• [Exercise]: Locate the line bearing "pub struct Level" in the material below, then reproduce it and each following line up to and including the line bearing "pub fn camera(&self, eye_height: f32)".

### Information given ###

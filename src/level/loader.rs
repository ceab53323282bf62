// ──────────────────────────────────────────────────────────────────────────
// level/loader.rs
//
//  *   RawLevel   (level::raw)   ──>   world::World  + spawn pose
//
// Cross-record checks live here; `raw` only checks shape and counts.
// ──────────────────────────────────────────────────────────────────────────

use std::{
    fs::File,
    io::{BufRead, BufReader},
    path::Path,
};

use glam::{Vec2, vec2};
use log::{debug, info, warn};

use super::raw::{LevelError, RawLevel, read_raw_level};
use crate::world::{Camera, Sector, SectorId, Wall, WallId, World};

/// Where and facing which way the level wants the camera to start.
#[derive(Clone, Copy, Debug, PartialEq)]
pub struct Spawn {
    pub pos: Vec2,
    pub yaw: f32,
}

/// A validated, render-ready level.
#[derive(Clone, Debug)]
pub struct Level {
    pub name: String,
    pub world: World,
    pub spawn: Spawn,
}

impl Level {
    /// Camera at the spawn point, eye `eye_height` above the floor of the
    /// sector containing it.
    pub fn camera(&self, eye_height: f32) -> Camera {
        Camera::spawn(&self.world, self.spawn.pos, self.spawn.yaw, eye_height)
    }
}

/*====================================================================*/
/*                       Public API                                   */
/*====================================================================*/

pub fn load_level(path: impl AsRef<Path>) -> Result<Level, LevelError> {
    let path = path.as_ref();
    info!("loading level {}", path.display());
    read_level(BufReader::new(File::open(path)?))
}

pub fn read_level<R: BufRead>(reader: R) -> Result<Level, LevelError> {
    build_level(read_raw_level(reader)?)
}

pub fn parse_level(text: &str) -> Result<Level, LevelError> {
    read_level(text.as_bytes())
}

/// Validate cross references and convert to world types.
pub fn build_level(raw: RawLevel) -> Result<Level, LevelError> {
    let n_sectors = raw.sectors.len();
    let n_walls = raw.walls.len();

    /*----- 1. Sectors ---------------------------------------------------*/
    let mut sectors = Vec::with_capacity(n_sectors);
    for (idx, rs) in raw.sectors.iter().enumerate() {
        if rs.wall_count == 0 {
            return Err(LevelError::EmptySector { sector: idx });
        }
        let end = rs.wall_start + rs.wall_count;
        if end > n_walls {
            return Err(LevelError::WallRange {
                sector: idx,
                start: rs.wall_start,
                end,
                walls: n_walls,
            });
        }
        if rs.floor_z >= rs.ceil_z {
            warn!(
                "sector {idx} (id {}): floor {} is not below ceiling {}",
                rs.id, rs.floor_z, rs.ceil_z
            );
        }
        sectors.push(Sector {
            id: idx as SectorId,
            tag: rs.id,
            first_wall: rs.wall_start as WallId,
            wall_count: rs.wall_count as u16,
            floor_z: rs.floor_z,
            ceil_z: rs.ceil_z,
        });
    }

    /*----- 2. Walls -----------------------------------------------------*/
    let mut walls = Vec::with_capacity(n_walls);
    let mut portals = 0;
    for (idx, rw) in raw.walls.iter().enumerate() {
        let a = vec2(rw.ax, rw.ay);
        let b = vec2(rw.bx, rw.by);
        let wall = match rw.portal {
            0 => Wall::solid(a, b),
            p if (p as usize) <= n_sectors => {
                portals += 1;
                Wall::portal(a, b, (p - 1) as SectorId)
            }
            p => {
                return Err(LevelError::PortalTarget {
                    wall: idx,
                    target: p,
                    sectors: n_sectors,
                });
            }
        };
        walls.push(wall);
    }

    debug!(
        "level '{}': {} sectors, {} walls ({} portals)",
        raw.name, n_sectors, n_walls, portals
    );

    Ok(Level {
        name: raw.name,
        world: World::new(sectors, walls),
        spawn: Spawn {
            pos: vec2(raw.camera.x, raw.camera.y),
            yaw: raw.camera.yaw,
        },
    })
}

/*====================================================================*/
/*                                Tests                                */
/*====================================================================*/
#[cfg(test)]
mod tests {
    use super::*;

    // Two 4×4 rooms side by side, joined through x = 4.
    const TWO_ROOMS: &str = "\
two rooms
2
0 4 10 0.0 4.0
4 4 20 0.5 3.0
8
0 0 4 0 0
4 0 4 4 2
4 4 0 4 0
0 4 0 0 0
4 0 8 0 0
8 0 8 4 0
8 4 4 4 0
4 4 4 0 1
6 2 0
";

    #[test]
    fn builds_world_and_spawn() {
        let lvl = parse_level(TWO_ROOMS).unwrap();
        assert_eq!(lvl.name, "two rooms");
        assert_eq!(lvl.world.sectors.len(), 2);
        assert_eq!(lvl.world.walls.len(), 8);

        let s1 = lvl.world.sector(1).unwrap();
        assert_eq!((s1.id, s1.tag), (1, 20));
        assert_eq!(s1.wall_ids(), 4..8);

        assert_eq!(lvl.world.wall(0).portal, None);
        assert_eq!(lvl.world.wall(1).portal, Some(1));
        assert_eq!(lvl.world.wall(7).portal, Some(0));
        assert_eq!(lvl.spawn.pos, vec2(6.0, 2.0));
    }

    #[test]
    fn camera_starts_in_the_spawn_sector() {
        let lvl = parse_level(TWO_ROOMS).unwrap();
        let cam = lvl.camera(1.5);
        assert_eq!(cam.sector, 1);
        assert!((cam.z - 2.0).abs() < 1e-6);
    }

    #[test]
    fn rejects_empty_sector() {
        let bad = TWO_ROOMS.replace("4 4 20 0.5 3.0", "4 0 20 0.5 3.0");
        assert!(matches!(
            parse_level(&bad),
            Err(LevelError::EmptySector { sector: 1 })
        ));
    }

    #[test]
    fn rejects_wall_range_past_the_end() {
        let bad = TWO_ROOMS.replace("4 4 20 0.5 3.0", "6 4 20 0.5 3.0");
        assert!(matches!(
            parse_level(&bad),
            Err(LevelError::WallRange { sector: 1, end: 10, walls: 8, .. })
        ));
    }

    #[test]
    fn rejects_dangling_portal() {
        let bad = TWO_ROOMS.replace("4 0 4 4 2", "4 0 4 4 3");
        assert!(matches!(
            parse_level(&bad),
            Err(LevelError::PortalTarget { wall: 1, target: 3, sectors: 2 })
        ));
    }

    #[test]
    fn inverted_heights_are_accepted() {
        let odd = TWO_ROOMS.replace("4 4 20 0.5 3.0", "4 4 20 3.0 0.5");
        assert!(parse_level(&odd).is_ok());
    }

    #[test]
    fn missing_file_is_an_io_error() {
        let dir = tempfile::tempdir().unwrap();
        let err = load_level(dir.path().join("nope.txt")).unwrap_err();
        assert!(matches!(err, LevelError::Io(_)));
    }
}
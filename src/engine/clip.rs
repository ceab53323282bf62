//! Horizontal frustum clipping of camera-space wall segments.

use glam::{Vec2, vec2};
use std::f32::consts::FRAC_PI_2;

use crate::world::geometry::{intersect_segments, normalize_angle};

/// Slack when checking that a boundary crossing lies on the wall.
const CLIP_EPS: f32 = 1e-3;

/// A wall segment after frustum clipping, still in camera space.
#[derive(Clone, Copy, Debug, PartialEq)]
pub struct ClippedWall {
    pub a: Vec2,
    pub b: Vec2,
    pub bearing_a: f32,
    pub bearing_b: f32,
}

/// Horizontal angle of a camera-space point; 0 straight ahead, positive to
/// the left.
#[inline]
pub fn bearing(p: Vec2) -> f32 {
    normalize_angle(p.y.atan2(p.x) - FRAC_PI_2)
}

/// Far end of a view ray at `bearing`, `length` units from the eye.
#[inline]
pub fn ray_end(bearing: f32, length: f32) -> Vec2 {
    let (s, c) = bearing.sin_cos();
    vec2(-s, c) * length
}

/// Whether `h`, a point on the line through `a` and `b`, lies on the
/// segment itself (within `CLIP_EPS`).
#[inline]
pub fn on_segment(h: Vec2, a: Vec2, b: Vec2) -> bool {
    h.cmpge(a.min(b) - CLIP_EPS).all() && h.cmple(a.max(b) + CLIP_EPS).all()
}

/// Clip a camera-space segment to `[-half_fov, half_fov]`.
///
/// Returns `None` when the segment is behind the eye, entirely outside one
/// edge of the view, or when clipping hits a degenerate intersection.
pub fn clip_to_fov(a: Vec2, b: Vec2, half_fov: f32, ray_length: f32) -> Option<ClippedWall> {
    if a.y < 0.0 && b.y < 0.0 {
        return None;
    }

    let bearing_a = bearing(a);
    let bearing_b = bearing(b);
    if (bearing_a > half_fov && bearing_b > half_fov)
        || (bearing_a < -half_fov && bearing_b < -half_fov)
    {
        return None;
    }

    let clip_end = |p: Vec2, bp: f32| -> Option<(Vec2, f32)> {
        let edge = if bp > half_fov {
            half_fov
        } else if bp < -half_fov {
            -half_fov
        } else {
            return Some((p, bp));
        };
        let cross = |e: f32| {
            intersect_segments(a, b, Vec2::ZERO, ray_end(e, ray_length))
                .filter(|&h| h.y > 0.0 && on_segment(h, a, b))
        };
        // Behind the eye the segment can reach the view through either edge.
        let hit = match cross(edge) {
            Some(h) => h,
            None if p.y <= 0.0 => cross(-edge)?,
            None => return None,
        };
        Some((hit, bearing(hit)))
    };

    // A moved endpoint must land in front of the eye, on the wall itself.
    let (a, bearing_a) = clip_end(a, bearing_a)?;
    let (b, bearing_b) = clip_end(b, bearing_b)?;

    if a.y < 0.0 && b.y < 0.0 {
        return None;
    }

    Some(ClippedWall {
        a,
        b,
        bearing_a,
        bearing_b,
    })
}

/*====================================================================*/
/*                                Tests                                */
/*====================================================================*/
//! Top-down debug view: every solid wall of every sector, centred on the
//! camera.  Ignores portals, the view frustum and occlusion.

use bitflags::bitflags;
use glam::{DVec2, Vec2, dvec2};

use super::{Renderer, Rgba};
use crate::{
    config::RenderConfig,
    world::{Camera, World},
};

const WALL_COLOUR: Rgba = 0x00_E0_E0_E0;
const CAMERA_COLOUR: Rgba = 0x00_30_FF_30;

/// Cohen–Sutherland settles in four passes; more means NaN-like input.
const MAX_CLIP_PASSES: usize = 8;

bitflags! {
    #[derive(Clone, Copy, Debug, PartialEq, Eq)]
    struct Outcode: u8 {
        const LEFT  = 1 << 0;
        const RIGHT = 1 << 1;
        const ABOVE = 1 << 2;
        const BELOW = 1 << 3;
    }
}

/// Draw the minimap into a freshly cleared frame.  The caller still owns
/// `end_frame`.
pub fn draw_minimap<R: Renderer>(world: &World, camera: &Camera, cfg: &RenderConfig, target: &mut R) {
    target.begin_frame(cfg.width, cfg.height, cfg.background);
    if cfg.width == 0 || cfg.height == 0 {
        return;
    }

    // Screen maths in f64 so far-away walls stay finite and ordered.
    let centre = dvec2(cfg.width as f64, cfg.height as f64) * 0.5;
    let bounds = dvec2(cfg.width as f64 - 1.0, cfg.height as f64 - 1.0);
    let scale = f64::from(cfg.minimap_scale);
    // world is y-up, the buffer is y-down
    let to_screen = |p: Vec2| -> DVec2 {
        let d = (p.as_dvec2() - camera.pos.as_dvec2()) * scale;
        dvec2(centre.x + d.x, centre.y - d.y)
    };

    for sector in &world.sectors {
        for (_, wall) in world.walls_of(sector) {
            if wall.is_portal() {
                continue;
            }
            draw_clipped(target, to_screen(wall.a), to_screen(wall.b), bounds, WALL_COLOUR);
        }
    }

    // camera marker + facing
    let c = to_screen(camera.pos);
    let (dx, dy) = (dvec2(2.0, 0.0), dvec2(0.0, 2.0));
    draw_clipped(target, c - dx, c + dx, bounds, CAMERA_COLOUR);
    draw_clipped(target, c - dy, c + dy, bounds, CAMERA_COLOUR);
    let f = to_screen(camera.pos + camera.forward());
    draw_clipped(target, c, f, bounds, CAMERA_COLOUR);
}

/*──────────────────────────── Line clipping ──────────────────────────*/

fn draw_clipped<R: Renderer>(target: &mut R, a: DVec2, b: DVec2, bounds: DVec2, colour: Rgba) {
    let Some((a, b)) = clip_to_rect(a, b, bounds) else {
        return;
    };
    // Inside `[0, bounds]`, so the casts cannot saturate.
    let (a, b) = (a.round().clamp(DVec2::ZERO, bounds), b.round().clamp(DVec2::ZERO, bounds));
    target.draw_line(a.x as i32, a.y as i32, b.x as i32, b.y as i32, colour);
}

/// Cohen–Sutherland against `[0, max.x] × [0, max.y]`.
fn clip_to_rect(mut a: DVec2, mut b: DVec2, max: DVec2) -> Option<(DVec2, DVec2)> {
    if !(a.is_finite() && b.is_finite()) {
        return None;
    }

    let outcode = |p: DVec2| {
        let mut code = Outcode::empty();
        code.set(Outcode::LEFT, p.x < 0.0);
        code.set(Outcode::RIGHT, p.x > max.x);
        code.set(Outcode::ABOVE, p.y < 0.0);
        code.set(Outcode::BELOW, p.y > max.y);
        code
    };

    let (mut code_a, mut code_b) = (outcode(a), outcode(b));
    for _ in 0..MAX_CLIP_PASSES {
        if (code_a | code_b).is_empty() {
            return Some((a, b));
        }
        if code_a.intersects(code_b) {
            return None;
        }

        // The outside endpoint is strictly across the edge from the other
        // one, so the divisor below is never zero.
        let out = if code_a.is_empty() { code_b } else { code_a };
        let d = b - a;
        let p = if out.contains(Outcode::LEFT) {
            dvec2(0.0, a.y + (0.0 - a.x) * (d.y / d.x))
        } else if out.contains(Outcode::RIGHT) {
            dvec2(max.x, a.y + (max.x - a.x) * (d.y / d.x))
        } else if out.contains(Outcode::ABOVE) {
            dvec2(a.x + (0.0 - a.y) * (d.x / d.y), 0.0)
        } else {
            dvec2(a.x + (max.y - a.y) * (d.x / d.y), max.y)
        };

        if out == code_a {
            a = p;
            code_a = outcode(a);
        } else {
            b = p;
            code_b = outcode(b);
        }
    }
    None
}

#[cfg(test)]
mod tests {
    use super::*;
    use glam::vec2;
    use crate::{
        renderer::Software,
        world::{Sector, Wall},
    };

    #[test]
    fn draws_solid_walls_but_not_portals() {
        // One wall across the view and one portal below the camera.
        let walls = vec![
            Wall::solid(vec2(-2.0, 2.0), vec2(2.0, 2.0)),
            Wall::portal(vec2(2.0, -2.0), vec2(-2.0, -2.0), 0),
        ];
        let sector = Sector {
            id: 0,
            tag: 1,
            first_wall: 0,
            wall_count: 2,
            floor_z: 0.0,
            ceil_z: 3.0,
        };
        let world = World::new(vec![sector], walls);
        let cam = Camera::new(Vec2::ZERO, 1.5, 0.0, 0);
        let cfg = RenderConfig {
            minimap_scale: 10.0,
            ..RenderConfig::default().with_size(100, 100)
        };

        let mut sw = Software::default();
        draw_minimap(&world, &cam, &cfg, &mut sw);

        // solid wall at world y = 2 → buffer row 50 - 20
        assert_eq!(sw.pixel(50, 30), WALL_COLOUR);
        assert_eq!(sw.pixel(35, 30), WALL_COLOUR);
        // portal at world y = -2 is skipped
        assert_eq!(sw.pixel(50, 70), cfg.background);
        // camera marker at the centre
        assert_eq!(sw.pixel(50, 50), CAMERA_COLOUR);
    }

    fn one_wall_world(a: Vec2, b: Vec2) -> World {
        let sector = Sector {
            id: 0,
            tag: 1,
            first_wall: 0,
            wall_count: 1,
            floor_z: 0.0,
            ceil_z: 3.0,
        };
        World::new(vec![sector], vec![Wall::solid(a, b)])
    }

    #[test]
    fn huge_wall_is_clipped_to_the_buffer() {
        let world = one_wall_world(vec2(-1e30, -1.0), vec2(1e30, -1.0));
        let cam = Camera::new(Vec2::ZERO, 1.5, 0.0, 0);
        let cfg = RenderConfig {
            minimap_scale: 10.0,
            ..RenderConfig::default().with_size(100, 100)
        };

        let mut sw = Software::default();
        draw_minimap(&world, &cam, &cfg, &mut sw);

        // world y = -1 → buffer row 50 + 10, edge to edge
        for x in 0..100 {
            assert_eq!(sw.pixel(x, 60), WALL_COLOUR, "column {x}");
            assert_eq!(sw.pixel(x, 59), cfg.background, "column {x}");
            assert_eq!(sw.pixel(x, 61), cfg.background, "column {x}");
        }
    }

    #[test]
    fn clip_to_rect_keeps_rejects_and_trims() {
        let max = dvec2(9.0, 9.0);
        let inside = (dvec2(1.0, 1.0), dvec2(8.0, 5.0));
        assert_eq!(clip_to_rect(inside.0, inside.1, max), Some(inside));

        // entirely left of the rect
        assert_eq!(clip_to_rect(dvec2(-5.0, 0.0), dvec2(-1.0, 9.0), max), None);

        // diagonal through the whole rect
        let (a, b) = clip_to_rect(dvec2(-10.0, -10.0), dvec2(20.0, 20.0), max).unwrap();
        assert_eq!((a, b), (dvec2(0.0, 0.0), dvec2(9.0, 9.0)));

        let nan = dvec2(f64::NAN, 1.0);
        assert_eq!(clip_to_rect(nan, dvec2(1.0, 1.0), max), None);
    }
}
//! 2-D vector helpers shared by the world model and the renderer.
//!
//! Everything works on [`glam::Vec2`]; world space and camera space use the
//! same type.  Angles are radians, rotation is **clockwise-positive** so that
//! `rotate(p - eye, yaw)` lands a point in camera space.

use glam::{Vec2, vec2};
use std::f32::consts::{PI, TAU};

/// Below this the two lines are treated as parallel.
const PARALLEL_EPS: f32 = 1e-6;

/// Rotate `v` clockwise by `angle` radians.
#[inline]
pub fn rotate(v: Vec2, angle: f32) -> Vec2 {
    let (s, c) = angle.sin_cos();
    vec2(v.x * c + v.y * s, -v.x * s + v.y * c)
}

#[inline]
pub fn translate(v: Vec2, offset: Vec2) -> Vec2 {
    v + offset
}

#[inline]
pub fn scale(v: Vec2, factor: f32) -> Vec2 {
    v * factor
}

/// Wrap an angle into `(-π, π]`.
#[inline]
pub fn normalize_angle(a: f32) -> f32 {
    a - TAU * ((a - PI) / TAU).ceil()
}

/// Intersection of line `p1→p2` with line `p3→p4`.
///
/// The hit is accepted when the parameter along **either** segment lies in
/// `[0, 1]`.  Callers intersect walls against view rays stored as long
/// finite segments, so requiring both would reject hits on the wall's far
/// side of the ray's end.
///
/// Returns `None` for (near-)parallel lines or when neither parameter is in
/// range.
pub fn intersect_segments(p1: Vec2, p2: Vec2, p3: Vec2, p4: Vec2) -> Option<Vec2> {
    let d1 = p2 - p1;
    let d2 = p4 - p3;
    let denom = d1.perp_dot(d2);
    if denom.abs() < PARALLEL_EPS {
        return None;
    }

    let w = p3 - p1;
    let t = w.perp_dot(d2) / denom; // along p1→p2
    let u = w.perp_dot(d1) / denom; // along p3→p4

    let in_unit = |v: f32| (0.0..=1.0).contains(&v);
    if !(in_unit(t) || in_unit(u)) {
        return None;
    }

    let hit = p1 + d1 * t;
    hit.is_finite().then_some(hit)
}

/// Signed doubled area of `(p, a, b)`, positive when `p` lies left of `a→b`.
#[inline]
pub fn side_of(p: Vec2, a: Vec2, b: Vec2) -> f32 {
    -((p.x - a.x) * (b.y - a.y) - (p.y - a.y) * (b.x - a.x))
}

/*====================================================================*/
/*                                Tests                                */
/*====================================================================*/
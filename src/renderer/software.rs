//! ---------------------------------------------------------------------------
//! Classic software (CPU) column renderer
//!
//! * Fills a `Vec<u32>` frame-buffer in **0x00RRGGBB** format.
//! * Relies on the portal walk to feed *front-to-back* spans through the
//!   occlusion buffers, so no Z-buffer is needed.
//! ---------------------------------------------------------------------------

use super::{Renderer, Rgba};

/*───────────────────────────────────────────────────────────────────────*/
/*                              Backend                                 */
/*───────────────────────────────────────────────────────────────────────*/

#[derive(Default)]
pub struct Software {
    scratch: Vec<Rgba>,
    width: usize,
    height: usize,
}

impl Software {
    /// Finished pixels of the current frame.
    pub fn pixels(&self) -> &[Rgba] {
        &self.scratch
    }

    #[inline]
    pub fn pixel(&self, x: usize, y: usize) -> Rgba {
        self.scratch[y * self.width + x]
    }

    pub fn size(&self) -> (usize, usize) {
        (self.width, self.height)
    }
}

/*──────────────────────── Renderer trait impl ────────────────────────*/
impl Renderer for Software {
    fn begin_frame(&mut self, w: usize, h: usize, clear: Rgba) {
        // (re)allocate if resolution changed
        if w != self.width || h != self.height {
            self.width = w;
            self.height = h;
            self.scratch.resize(w * h, 0);
        }
        self.scratch.fill(clear);
    }

    fn draw_column(&mut self, x: usize, y_top: usize, y_bot: usize, colour: Rgba) {
        if x >= self.width || self.height == 0 {
            return;
        }
        let y_bot = y_bot.min(self.height - 1);
        for y in y_top..=y_bot {
            self.scratch[y * self.width + x] = colour;
        }
    }

    /// Integer Bresenham line-drawing algorithm.  Runs in `i64` so any pair
    /// of `i32` endpoints is safe; cost is still the line's length.
    fn draw_line(&mut self, x0: i32, y0: i32, x1: i32, y1: i32, colour: Rgba) {
        let (mut x0, mut y0) = (i64::from(x0), i64::from(y0));
        let (x1, y1) = (i64::from(x1), i64::from(y1));
        let dx = (x1 - x0).abs();
        let sx = if x0 < x1 { 1 } else { -1 };
        let dy = -(y1 - y0).abs();
        let sy = if y0 < y1 { 1 } else { -1 };
        let mut err = dx + dy;
        loop {
            if (0..self.width as i64).contains(&x0) && (0..self.height as i64).contains(&y0) {
                self.scratch[y0 as usize * self.width + x0 as usize] = colour;
            }
            if x0 == x1 && y0 == y1 {
                break;
            }
            let e2 = 2 * err;
            if e2 >= dy {
                err += dy;
                x0 += sx;
            }
            if e2 <= dx {
                err += dx;
                y0 += sy;
            }
        }
    }

    fn end_frame<F>(&mut self, submit: F)
    where
        F: FnOnce(&[Rgba], usize, usize),
    {
        submit(&self.scratch, self.width, self.height);
    }
}

/*──────────────────────────────── Tests ───────────────────────────────*/
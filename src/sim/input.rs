use bitflags::bitflags;

use crate::world::Camera;

pub const MOVE_SPEED: f32 = 3.0; // map-units / second
pub const TURN_RATE: f32 = std::f32::consts::PI; // rad / second (180°/s)

bitflags! {
    /// Movement/turn actions held down this frame.
    #[derive(Debug, Clone, Copy, Default, PartialEq, Eq)]
    pub struct Actions: u8 {
        const TURN_LEFT    = 0x01;
        const TURN_RIGHT   = 0x02;
        const FORWARD      = 0x04;
        const BACK         = 0x08;
        const STRAFE_LEFT  = 0x10;
        const STRAFE_RIGHT = 0x20;
    }
}

/// Snapshot handed to the core once per frame.
#[derive(Clone, Copy, Debug, Default)]
pub struct FrameInput {
    pub actions: Actions,
    /// Seconds since the previous frame.
    pub dt: f32,
}

impl FrameInput {
    pub fn new(actions: Actions, dt: f32) -> Self {
        Self { actions, dt }
    }

    /// `(forward, strafe, turn)` in –1 … +1; opposing actions cancel.
    pub fn axes(&self) -> (f32, f32, f32) {
        let axis = |pos: Actions, neg: Actions| {
            self.actions.contains(pos) as i32 as f32 - self.actions.contains(neg) as i32 as f32
        };
        (
            axis(Actions::FORWARD, Actions::BACK),
            axis(Actions::STRAFE_RIGHT, Actions::STRAFE_LEFT),
            axis(Actions::TURN_LEFT, Actions::TURN_RIGHT),
        )
    }
}

/// Integrate yaw and position at fixed linear rates scaled by `dt`.
///
/// Turning is applied first so the step follows the new heading.
pub fn apply_input(camera: &mut Camera, input: &FrameInput) {
    let (forward, strafe, turn) = input.axes();
    if turn != 0.0 {
        camera.turn(turn * TURN_RATE * input.dt);
    }
    if forward != 0.0 || strafe != 0.0 {
        let d = MOVE_SPEED * input.dt;
        camera.step(forward * d, strafe * d);
    }
}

###

• [Reply]:
pub struct Level {
    pub name: String,
    pub world: World,
    pub spawn: Spawn,
}

impl Level {
    /// Camera at the spawn point, eye `eye_height` above the floor of the
    /// sector containing it.
    pub fn camera(&self, eye_height: f32) -> Camera {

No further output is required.